Quizás porque soy mujer, él buscaba en mí la parte más tierna y contenedora. Cuando le detectaron la enfermedad que se lo llevaría, estaba asustado y me llamó. También cuando falleció Susana (Rotker) me pidió que fuera yo quien le transmitiera la noticia a mis hermanos.

Cada vez que venía de visita y después lo llevábamos a Ezeiza, le contaba historias novelescas a mis dos hijos, sus nietos. Si era de noche, les decía que mirasen los ventanitas de los edificios. ‘Ahí vive una señora que hace esto y lo otro’, ‘Ahí vive un señor que tal cosa’: les inventaba historias todo el viaje.

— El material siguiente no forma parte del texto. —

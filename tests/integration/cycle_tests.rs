//! Integration tests for the CycleController → FSM → ports pipeline.
//!
//! These run on the host (x86_64) and drive whole cycles against the
//! recording mocks in `mock_hw`, asserting on the exact hardware call
//! sequence.

use super::mock_hw::{
    HwCall, Motion, RecordingSink, actuation, after_sample, mock_board, motion, screens, sleeps,
};

use plantcycle::app::controller::CycleController;
use plantcycle::app::events::AppEvent;
use plantcycle::app::ports::StepDirection::{Forward, Reverse};
use plantcycle::config::{SystemConfig, Target};
use plantcycle::error::Error;
use plantcycle::fsm::Phase;
use plantcycle::sensors::Reading;

const DRY_AND_WARM: Reading = Reading {
    temperature_c: 25.0,
    humidity_pct: 45.0,
};
const HUMID: Reading = Reading {
    temperature_c: 25.0,
    humidity_pct: 60.0,
};

fn run_one(config: SystemConfig, readings: &[Reading]) -> (Vec<HwCall>, RecordingSink) {
    let (board, log) = mock_board(readings);
    let mut ctl = CycleController::new(config, board).expect("valid config");
    let mut sink = RecordingSink::new();
    ctl.run_cycle(&mut sink);
    let calls = log.borrow().clone();
    (calls, sink)
}

// ── Boot and self-test ────────────────────────────────────────

#[test]
fn start_forces_pump_off_then_arms_watchdog() {
    let (board, log) = mock_board(&[HUMID]);
    let mut ctl = CycleController::new(SystemConfig::default(), board).unwrap();
    let mut sink = RecordingSink::new();
    ctl.start(&mut sink);

    let calls = log.borrow();
    assert_eq!(calls[0], HwCall::Pump(false));
    assert_eq!(screens(&calls), vec!["System Init", "Ready"]);
    assert_eq!(calls.last(), Some(&HwCall::WdtArm(10_000)));
    assert_eq!(sink.events, vec![AppEvent::Started]);
    assert_eq!(ctl.phase(), Phase::Testing);
}

#[test]
fn start_is_idempotent() {
    let (board, log) = mock_board(&[HUMID]);
    let mut ctl = CycleController::new(SystemConfig::default(), board).unwrap();
    let mut sink = RecordingSink::new();
    ctl.start(&mut sink);
    let n = log.borrow().len();
    ctl.start(&mut sink);
    assert_eq!(log.borrow().len(), n);
}

#[test]
fn self_test_sweeps_selector_and_pulses_pump() {
    let (calls, _) = run_one(SystemConfig::default(), &[HUMID]);
    let before_sample: Vec<HwCall> = calls
        .iter()
        .take_while(|c| **c != HwCall::Sample)
        .cloned()
        .collect();

    let shown = screens(&before_sample);
    assert_eq!(
        shown,
        vec![
            "System Init",
            "Ready",
            "Testing LCD",
            "Testing Stepper",
            "Testing Pump",
            "Tests Complete"
        ]
    );

    assert_eq!(
        motion(&before_sample),
        vec![
            Motion::Pump(false),
            Motion::Delay(2000),
            Motion::Delay(1000),
            // self-test
            Motion::Delay(2000),
            Motion::Steps(Forward, 50),
            Motion::Delay(1000),
            Motion::Steps(Reverse, 50),
            Motion::Delay(1000),
            Motion::Pump(true),
            Motion::Delay(2000),
            Motion::Pump(false),
            Motion::Delay(1000),
            Motion::Delay(2000),
        ]
    );
}

// ── Decision paths ────────────────────────────────────────────

#[test]
fn humid_reading_sleeps_without_actuation() {
    let (calls, sink) = run_one(SystemConfig::default(), &[HUMID]);
    let after = after_sample(&calls, 0);

    assert!(actuation(&after).is_empty(), "unexpected: {:?}", actuation(&after));
    assert_eq!(sleeps(&after), vec![8_000; 75]);
    assert!(sink.watered().is_empty());
    assert!(sink.events.contains(&AppEvent::ReadingTaken(HUMID)));
}

#[test]
fn cold_dry_reading_does_not_water() {
    let cold = Reading::new(15.0, 30.0);
    let (calls, _) = run_one(SystemConfig::default(), &[cold]);
    assert!(actuation(&after_sample(&calls, 0)).is_empty());
}

#[test]
fn dry_warm_reading_waters_each_target_in_order() {
    let (calls, sink) = run_one(SystemConfig::default(), &[DRY_AND_WARM]);
    let after = after_sample(&calls, 0);

    assert_eq!(
        motion(&after),
        vec![
            // Plant A at position 0: already there after self-test.
            Motion::Pump(true),
            Motion::Delay(5000),
            Motion::Pump(false),
            // pause between targets
            Motion::Delay(2000),
            // Plant B at position 100.
            Motion::Steps(Forward, 100),
            Motion::Pump(true),
            Motion::Delay(5000),
            Motion::Pump(false),
        ]
    );
    assert_eq!(
        sink.watered(),
        vec![
            ("Plant A".to_string(), 0, 5000),
            ("Plant B".to_string(), 100, 5000),
        ]
    );
    assert_eq!(sleeps(&after), vec![8_000; 75]);

    let shown = screens(&after);
    assert_eq!(shown[0], "Temp: 25.00 C");
    assert!(shown.contains(&"Watering Plant A".to_string()));
    assert!(shown.contains(&"Watering Plant B".to_string()));
}

#[test]
fn reading_is_shown_on_two_rows() {
    let (calls, _) = run_one(SystemConfig::default(), &[DRY_AND_WARM]);
    let after = after_sample(&calls, 0);
    assert_eq!(
        after[0],
        HwCall::Show(vec!["Temp: 25.00 C".into(), "Humidity: 45.00 %".into()])
    );
}

#[test]
fn invalid_reading_takes_error_path() {
    let (calls, sink) = run_one(SystemConfig::default(), &[Reading::invalid()]);
    let after = after_sample(&calls, 0);

    assert!(actuation(&after).is_empty());
    assert_eq!(screens(&after), vec!["Sensor error!"]);
    assert_eq!(sleeps(&after), vec![8_000; 75]);
    assert!(sink.events.contains(&AppEvent::SensorFault));
    assert!(sink.events.contains(&AppEvent::PhaseChanged {
        from: Phase::Sampling,
        to: Phase::Error,
    }));
    assert!(sink.events.contains(&AppEvent::Slept {
        requested_ms: 600_000,
        sub_cycles: 75,
    }));
}

#[test]
fn sensor_fault_uses_its_own_sleep_duration() {
    let config = SystemConfig {
        sensor_fault_sleep_ms: 80_000,
        ..SystemConfig::default()
    };
    let (calls, _) = run_one(config, &[Reading::invalid()]);
    assert_eq!(sleeps(&after_sample(&calls, 0)).len(), 10);
}

#[test]
fn sleep_remainder_is_dropped() {
    let config = SystemConfig {
        cycle_interval_ms: 8_500,
        ..SystemConfig::default()
    };
    let (calls, _) = run_one(config, &[HUMID]);
    assert_eq!(sleeps(&calls), vec![8_000]);
}

// ── Report and multi-cycle behaviour ──────────────────────────

#[test]
fn report_matches_cycle_outcome() {
    let (board, _log) = mock_board(&[DRY_AND_WARM, Reading::invalid(), HUMID]);
    let mut ctl = CycleController::new(SystemConfig::default(), board).unwrap();
    let mut sink = RecordingSink::new();

    let r1 = ctl.run_cycle(&mut sink);
    assert_eq!(r1.cycle, 1);
    assert!(r1.watered);
    assert!(!r1.sensor_fault);
    assert_eq!(r1.sleep.sub_cycles, 75);

    let r2 = ctl.run_cycle(&mut sink);
    assert_eq!(r2.cycle, 2);
    assert!(!r2.watered);
    assert!(r2.sensor_fault);

    let r3 = ctl.run_cycle(&mut sink);
    assert_eq!(r3.cycle, 3);
    assert!(!r3.watered);
    assert!(!r3.sensor_fault);
    assert_eq!(r3.reading, Some(HUMID));

    let stats = ctl.stats();
    assert_eq!(stats.cycles, 3);
    assert_eq!(stats.waterings, 1);
    assert_eq!(stats.sensor_faults, 1);
    assert_eq!(stats.sub_cycles_slept, 3 * 75);
    // 5 (watered) + 4 (error) + 4 (no water)
    assert_eq!(stats.phase_transitions, 13);
    assert_eq!(ctl.config(), &SystemConfig::default());
    assert_eq!(ctl.phase(), Phase::Testing);
}

#[test]
fn selector_returns_home_during_next_self_test() {
    let (board, log) = mock_board(&[DRY_AND_WARM, HUMID]);
    let mut ctl = CycleController::new(SystemConfig::default(), board).unwrap();
    let mut sink = RecordingSink::new();

    ctl.run_cycle(&mut sink);
    assert_eq!(ctl.position(), 100);

    log.borrow_mut().clear();
    ctl.run_cycle(&mut sink);
    let calls = log.borrow();
    let self_test: Vec<HwCall> = calls
        .iter()
        .take_while(|c| **c != HwCall::Sample)
        .cloned()
        .collect();
    let m = motion(&self_test);
    assert!(m.contains(&Motion::Steps(Reverse, 50)), "100 -> 50: {m:?}");
    assert_eq!(ctl.position(), 0);
}

#[test]
fn every_cycle_ends_with_completion_event() {
    let (board, _log) = mock_board(&[HUMID, DRY_AND_WARM]);
    let mut ctl = CycleController::new(SystemConfig::default(), board).unwrap();
    let mut sink = RecordingSink::new();
    ctl.run_cycle(&mut sink);
    ctl.run_cycle(&mut sink);

    let completed: Vec<&AppEvent> = sink
        .events
        .iter()
        .filter(|e| matches!(e, AppEvent::CycleCompleted { .. }))
        .collect();
    assert_eq!(
        completed,
        vec![
            &AppEvent::CycleCompleted {
                cycle: 1,
                watered: false
            },
            &AppEvent::CycleCompleted {
                cycle: 2,
                watered: true
            },
        ]
    );
}

// ── Pump safety ───────────────────────────────────────────────

#[test]
fn pump_is_never_on_while_selector_moves() {
    let (board, log) = mock_board(&[DRY_AND_WARM, HUMID, Reading::invalid()]);
    let mut ctl = CycleController::new(SystemConfig::default(), board).unwrap();
    let mut sink = RecordingSink::new();
    for _ in 0..3 {
        ctl.run_cycle(&mut sink);
    }

    let mut pump_on = false;
    for c in log.borrow().iter() {
        match c {
            HwCall::Pump(on) => pump_on = *on,
            HwCall::Step(_) | HwCall::Sleep(_) | HwCall::Sample => {
                assert!(!pump_on, "pump on during {c:?}")
            }
            _ => {}
        }
    }
    assert!(!pump_on);
}

#[test]
fn into_board_disarms_and_stops_pump() {
    let (board, log) = mock_board(&[HUMID]);
    let mut ctl = CycleController::new(SystemConfig::default(), board).unwrap();
    ctl.run_cycle(&mut RecordingSink::new());
    let _board = ctl.into_board();

    let calls = log.borrow();
    let n = calls.len();
    assert_eq!(&calls[n - 2..], &[HwCall::Pump(false), HwCall::WdtDisarm]);
}

// ── Watchdog liveness ─────────────────────────────────────────

#[test]
fn watchdog_is_reset_before_every_sub_cycle() {
    let (calls, _) = run_one(SystemConfig::default(), &[DRY_AND_WARM]);
    for (i, c) in calls.iter().enumerate() {
        if matches!(c, HwCall::Sleep(_)) {
            assert_eq!(calls[i - 1], HwCall::WdtReset, "call {i}");
        }
    }
}

/// Longest stretch, in ms, the recorded run went without a watchdog reset
/// once the watchdog was armed.
fn longest_unfed_gap(config: SystemConfig, readings: &[Reading], cycles: usize) -> u32 {
    let step_ms = config.step_interval_us() / 1000;
    let (board, log) = mock_board(readings);
    let mut ctl = CycleController::new(config, board).unwrap();
    let mut sink = RecordingSink::new();
    for _ in 0..cycles {
        ctl.run_cycle(&mut sink);
    }

    let calls = log.borrow();
    let armed_at = calls
        .iter()
        .position(|c| matches!(c, HwCall::WdtArm(_)))
        .unwrap();
    let mut since_reset = 0u32;
    let mut longest = 0u32;
    for c in &calls[armed_at..] {
        match c {
            HwCall::WdtReset => since_reset = 0,
            HwCall::Delay(ms) | HwCall::Sleep(ms) => since_reset += ms,
            HwCall::Step(_) => since_reset += step_ms,
            _ => {}
        }
        longest = longest.max(since_reset);
    }
    longest
}

#[test]
fn watchdog_is_fed_at_least_once_per_quantum() {
    let config = SystemConfig::default();
    let quantum = config.sleep_quantum_ms;
    let gap = longest_unfed_gap(config, &[DRY_AND_WARM, Reading::invalid(), HUMID], 3);
    assert!(gap <= quantum, "{gap}ms without a reset");
}

#[test]
fn quantum_long_waits_still_feed_the_watchdog_in_time() {
    let mut config = SystemConfig::default();
    let quantum = config.sleep_quantum_ms;
    for t in config.targets.iter_mut() {
        t.dispense_ms = quantum;
    }
    config.inter_target_pause_ms = quantum;
    config.sensor_error_hold_ms = quantum;

    let gap = longest_unfed_gap(config, &[DRY_AND_WARM, Reading::invalid()], 2);
    assert_eq!(gap, quantum);
}

// ── Display is best-effort ────────────────────────────────────

#[test]
fn display_failure_does_not_change_control_flow() {
    let strip = |calls: &[HwCall]| -> Vec<HwCall> {
        calls
            .iter()
            .filter(|c| !matches!(c, HwCall::Show(_)))
            .cloned()
            .collect()
    };

    let (board, log_ok) = mock_board(&[DRY_AND_WARM]);
    let mut ok = CycleController::new(SystemConfig::default(), board).unwrap();
    ok.run_cycle(&mut RecordingSink::new());

    let (mut board, log_bad) = mock_board(&[DRY_AND_WARM]);
    board.display.fail = true;
    let mut bad = CycleController::new(SystemConfig::default(), board).unwrap();
    bad.run_cycle(&mut RecordingSink::new());

    assert_eq!(strip(&log_ok.borrow()), strip(&log_bad.borrow()));
}

// ── Configuration ─────────────────────────────────────────────

#[test]
fn invalid_config_is_rejected_before_touching_hardware() {
    let config = SystemConfig {
        watchdog_timeout_ms: 8_000,
        ..SystemConfig::default()
    };
    let (board, log) = mock_board(&[HUMID]);
    let result = CycleController::new(config, board);
    assert!(matches!(result, Err(Error::Config(_))));
    assert!(log.borrow().is_empty());
}

#[test]
fn custom_targets_are_visited_in_configured_order() {
    let mut config = SystemConfig::default();
    config.targets.clear();
    for t in [
        Target::new("Fern", 150, 1000),
        Target::new("Basil", 20, 3000),
        Target::new("Mint", 20, 500),
    ] {
        config.targets.push(t).unwrap();
    }

    let (calls, sink) = run_one(config, &[DRY_AND_WARM]);
    assert_eq!(
        motion(&after_sample(&calls, 0)),
        vec![
            Motion::Steps(Forward, 150),
            Motion::Pump(true),
            Motion::Delay(1000),
            Motion::Pump(false),
            Motion::Delay(2000),
            Motion::Steps(Reverse, 130),
            Motion::Pump(true),
            Motion::Delay(3000),
            Motion::Pump(false),
            Motion::Delay(2000),
            // Mint shares Basil's position: no steps.
            Motion::Pump(true),
            Motion::Delay(500),
            Motion::Pump(false),
        ]
    );
    assert_eq!(sink.watered().len(), 3);
}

También era un seductor con todo el mundo. Siempre te decía lo que querías escuchar. ‘Pero qué lindo te queda ese vestido, qué bien te sienta ese color’… Te hacía sentir única. Pero también tenía momentos para cada uno de mis hermanos, para hacer sentir único a cada uno.

Cada tanto contaba la historia de cuando había estado con Jonh Lennon y Paul Mc Cartney. La verdad es que habían coincidido en el estreno de una película en Londres. Pero cuando volvía con esa historia, yo fantaseaba con él sentado en medio de John y Paul”. (Paula)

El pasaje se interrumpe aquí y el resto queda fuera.